Als einer, dessen Stadion das Wohnzimmer ist, habe ich das Privileg, zwischen den österreichischen Kommentatoren und jenen aus Deutschland hin- und herzuwandern. Nach einigen Unterrichtsstunden mit Herbert Prohaska und Roman Mählich halte ich mich fußballkundlich bereits für ziemlich sattelfest und weiß nebenher aber nun auch, dass man vor dem Schlafengehen „Gute Nacht“ sagen muss.

Weniger mit ihren Gefühlen und mehr mit schnöder Ratio sind da die Kollegen aus Deutschland am Werk. Der kluge Holger Stanislawski versetzt mich mit seinen Analysen schlagartig in meine Schulzeit mit ihren eigenwilligen Mathematikstunden zurück.

Ich erinnere mich, dass ich dieses sexy Fach immer heiß liebte, mir aber in Situationen, in denen ich das Gelernte hätte anwenden können – etwa wenn es beim Schulskikurs hieß, berechne die Fläche des Kreises, den du in den Schnee gepinkelt hast – außer Pi nix einfiel.

Seit ich nun aber von den kundigen Analytikern gelernt habe, dass ein Spieler, während er mit Höchstgeschwindigkeit und mit einem Ball am Fuß in den gegnerischen 16er eindringt, gleichzeitig den perfekten Sitz seiner Frisur checkt, sich ein neues Tattoo für den Unterarm überlegt UND komplexeste mathematische Problemstellungen seine eigene Position auf dem Spielfeld betreffend lösen muss, knie ich vor Hochachtung.

Meine Sympathien

30 Ameisen überfallen einen Elefanten. Der schüttelt 29 Ameisen ab, diese rufen der einen verbliebenen Ameise zu: „Charly, würg’ ihn!“ Als Kind waren es diese Witze, die meine Sympathien für die Schwachen, für die Außenseiter geweckt haben. Natürlich gab es damals welche, die meinten, der Elefant solle diesen Charly doch einfach mit den Stoßzähnen aufspießen, aber bei denen brannte schon damals kein Licht im letzten Stock.

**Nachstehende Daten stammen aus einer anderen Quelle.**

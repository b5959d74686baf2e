//! Hand-written test doubles, in the style of the teacher's
//! `testing::mock_services::MockPodAIClient`: an in-memory `Store` good
//! enough to drive the pipeline end to end, plus minimal stand-ins for
//! the other capabilities. For call-count/argument assertions, prefer
//! the `mockall`-generated `MockStore`/`MockLLMClient`/`MockNotifier`/
//! `MockReporter` from [`crate::capabilities`] instead.

use crate::capabilities::{LLMClient, Notifier, NotifyOutcome, Reporter, Store};
use crate::errors::{NegotiationError, NegotiationResult};
use crate::types::{Deal, Message, MesoRound, VendorProfile};
use async_trait::async_trait;
use dashmap::DashMap;
use std::sync::atomic::{AtomicUsize, Ordering};
use uuid::Uuid;

/// A `Store` backed entirely by in-memory maps. Deterministic and
/// cheap, so pipeline tests never need a real database.
#[derive(Default)]
pub struct InMemoryStore {
    deals: DashMap<Uuid, Deal>,
    messages: DashMap<Uuid, Vec<Message>>,
    meso_rounds: DashMap<Uuid, Vec<MesoRound>>,
    vendor_profiles: DashMap<Uuid, VendorProfile>,
}

impl InMemoryStore {
    /// An empty store.
    pub fn new() -> Self {
        Self::default()
    }
}

#[async_trait]
impl Store for InMemoryStore {
    async fn get_deal(&self, id: Uuid) -> NegotiationResult<Deal> {
        self.deals
            .get(&id)
            .map(|d| d.clone())
            .ok_or_else(|| NegotiationError::not_found("Deal", id.to_string()))
    }

    async fn update_deal(&self, deal: &Deal) -> NegotiationResult<()> {
        self.deals.insert(deal.id, deal.clone());
        Ok(())
    }

    async fn create_message(&self, message: &Message) -> NegotiationResult<()> {
        self.messages.entry(message.deal_id).or_default().push(message.clone());
        Ok(())
    }

    async fn list_messages(&self, deal_id: Uuid) -> NegotiationResult<Vec<Message>> {
        Ok(self.messages.get(&deal_id).map(|m| m.clone()).unwrap_or_default())
    }

    async fn get_last_message(&self, deal_id: Uuid) -> NegotiationResult<Option<Message>> {
        Ok(self.messages.get(&deal_id).and_then(|m| m.last().cloned()))
    }

    async fn create_meso_round(&self, round: &MesoRound) -> NegotiationResult<()> {
        self.meso_rounds.entry(round.deal_id).or_default().push(round.clone());
        Ok(())
    }

    async fn list_meso_rounds(&self, deal_id: Uuid) -> NegotiationResult<Vec<MesoRound>> {
        Ok(self.meso_rounds.get(&deal_id).map(|r| r.clone()).unwrap_or_default())
    }

    async fn get_open_meso_round(&self, deal_id: Uuid) -> NegotiationResult<Option<MesoRound>> {
        Ok(self
            .meso_rounds
            .get(&deal_id)
            .and_then(|rounds| rounds.iter().rev().find(|r| r.selected_option_id.is_none()).cloned()))
    }

    async fn update_meso_round(&self, round: &MesoRound) -> NegotiationResult<()> {
        if let Some(mut rounds) = self.meso_rounds.get_mut(&round.deal_id) {
            if let Some(existing) = rounds.iter_mut().find(|r| r.id == round.id) {
                *existing = round.clone();
            }
        }
        Ok(())
    }

    async fn upsert_vendor_profile(&self, profile: &VendorProfile) -> NegotiationResult<()> {
        self.vendor_profiles.insert(profile.vendor_id, profile.clone());
        Ok(())
    }

    async fn get_vendor_profile(&self, vendor_id: Uuid) -> NegotiationResult<Option<VendorProfile>> {
        Ok(self.vendor_profiles.get(&vendor_id).map(|p| p.clone()))
    }
}

/// An `LLMClient` that returns a fixed script, counting how many times
/// it was called.
pub struct MockLLMClient {
    script: String,
    calls: AtomicUsize,
    fail_next: std::sync::atomic::AtomicBool,
}

impl MockLLMClient {
    /// Always returns `text`.
    pub fn scripted(text: impl Into<String>) -> Self {
        Self {
            script: text.into(),
            calls: AtomicUsize::new(0),
            fail_next: std::sync::atomic::AtomicBool::new(false),
        }
    }

    /// Number of times `generate` was called.
    pub fn call_count(&self) -> usize {
        self.calls.load(Ordering::SeqCst)
    }

    /// Make the next `generate` call return a transient error.
    pub fn fail_once(&self) {
        self.fail_next.store(true, Ordering::SeqCst);
    }
}

#[async_trait]
impl LLMClient for MockLLMClient {
    async fn generate(&self, _prompt: &str) -> NegotiationResult<String> {
        self.calls.fetch_add(1, Ordering::SeqCst);
        if self.fail_next.swap(false, Ordering::SeqCst) {
            return Err(NegotiationError::dependency_transient("mock LLM failure"));
        }
        Ok(self.script.clone())
    }
}

/// A `Notifier` that accepts everything and records nothing.
pub struct NullNotifier;

#[async_trait]
impl Notifier for NullNotifier {
    async fn notify_escalated(&self, _deal: &Deal, _reason: &str) -> NegotiationResult<NotifyOutcome> {
        Ok(NotifyOutcome::Delivered)
    }

    async fn notify_walked_away(&self, _deal: &Deal, _reason: &str) -> NegotiationResult<NotifyOutcome> {
        Ok(NotifyOutcome::Delivered)
    }

    async fn notify_accepted(&self, _deal: &Deal) -> NegotiationResult<NotifyOutcome> {
        Ok(NotifyOutcome::Delivered)
    }

    async fn notify_degraded(&self, _deal: &Deal, _reason: &str) -> NegotiationResult<NotifyOutcome> {
        Ok(NotifyOutcome::Delivered)
    }
}

/// A `Reporter` that renders nothing but a placeholder byte string.
pub struct NullReporter;

#[async_trait]
impl Reporter for NullReporter {
    async fn render_summary(&self, _deal: &Deal) -> NegotiationResult<Vec<u8>> {
        Ok(b"summary".to_vec())
    }
}
//! Error types for the resolver crate.
//!
//! This module provides [`CirError`], the single error enum returned by every
//! fallible operation, and the crate-wide [`Result`] alias.
//!
//! "No result" is never an error: the service answering with zero `data`
//! records surfaces as an empty result list or `Ok(None)`.

use std::path::PathBuf;

use thiserror::Error;

/// Result type alias for resolver operations.
pub type Result<T> = std::result::Result<T, CirError>;

/// Errors that can occur while talking to the resolver service.
#[derive(Error, Debug)]
pub enum CirError {
    /// The service answered with a non-success HTTP status.
    /// Propagated as-is; requests are never retried.
    #[error("Request failed with HTTP {status}: {url}")]
    RequestFailed {
        /// The HTTP status code returned by the service
        status: u16,
        /// The URL that was requested
        url: String,
    },

    /// The response body could not be interpreted as an XML result document.
    #[error("Unparseable response: {0}")]
    UnparseableResponse(String),

    /// A download target already exists and overwriting was not requested.
    /// Raised before anything is written.
    #[error("{} already exists, pass overwrite to replace it", path.display())]
    FileExists {
        /// The path that was going to be written
        path: PathBuf,
    },

    /// A configuration value could not be used.
    #[error("Invalid configuration: {0}")]
    InvalidConfig(String),

    /// The request could not be completed (DNS, TLS, connection, timeout).
    #[error("Network error: {0}")]
    Network(#[from] reqwest::Error),

    /// A local filesystem operation failed.
    #[error("I/O error: {0}")]
    Io(#[from] std::io::Error),
}

impl CirError {
    /// Create a request failure from a status code and URL
    pub fn request_failed(status: u16, url: impl Into<String>) -> Self {
        Self::RequestFailed {
            status,
            url: url.into(),
        }
    }

    /// Create an unparseable response error
    pub fn unparseable(message: impl Into<String>) -> Self {
        Self::UnparseableResponse(message.into())
    }

    /// Create an invalid configuration error
    pub fn invalid_config(message: impl Into<String>) -> Self {
        Self::InvalidConfig(message.into())
    }

    /// Returns the HTTP status code for [`CirError::RequestFailed`].
    ///
    /// # Examples
    ///
    /// ```
    /// use cir_resolver::errors::CirError;
    ///
    /// let error = CirError::request_failed(500, "https://example.org/x/smiles/xml");
    /// assert_eq!(error.status(), Some(500));
    /// ```
    pub fn status(&self) -> Option<u16> {
        match self {
            Self::RequestFailed { status, .. } => Some(*status),
            Self::Network(e) => e.status().map(|s| s.as_u16()),
            _ => None,
        }
    }

    /// Whether the service reported the resource as missing (HTTP 404).
    pub fn is_not_found(&self) -> bool {
        self.status() == Some(404)
    }
}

Bei der WM werde ich auf diese frühe Neigung zurückgeworfen. Spanien, Deutschland, Brasilien. Eh. Aber was sind diese Fußballgrößen im Vergleich zu Island oder Panama! Ich wechsle jeden Tag meine Lieblinge. Das ist das einzig Gute an der Nichtteilnahme von Österreich: Ich reise unbeschwert durch die Welt und bin überall heimisch. Aktuell Senegal.

Erst im Finale muss ich mich entscheiden. (Ich weiß auch schon für wen!) Und da kommen wir auch schon an einen wichtigen Punkt: Ich glaube, ich habe das Rätsel gelöst, warum wir nicht an die Weltspitze gelangen. Wir haben keine lässige Bezeichnung für unser Ensemble. „Die österreichische Nationalmannschaft.“ „Das Team.“ „Das Nationalteam.“ Klingt eh toll, aber auch nach dem Maggi-Gedeck am karierten Tischtuch. Da müsste etwas Fetzigeres her. Die Schweizer haben ihre „Nati“, die Engländer die „Three Lions“, aber wirklich ballesterisch kompetent klingt nur die „Selección“.

Ihr plädiere dafür, eine Namensänderung vorzunehmen und ab nun in Österreich von der „Selektion“ zu sprechen. Man kann das je nach Region natürlich in der Aussprache variieren. Von Selekkktion im Westen über Selektiaun in der Steiermark bis zum wunderschönen Sellllektion in Wien. Da ist für jede/n etwas dabei.

Gregor Seberg ist österreichischer Schauspieler und Kabarettist.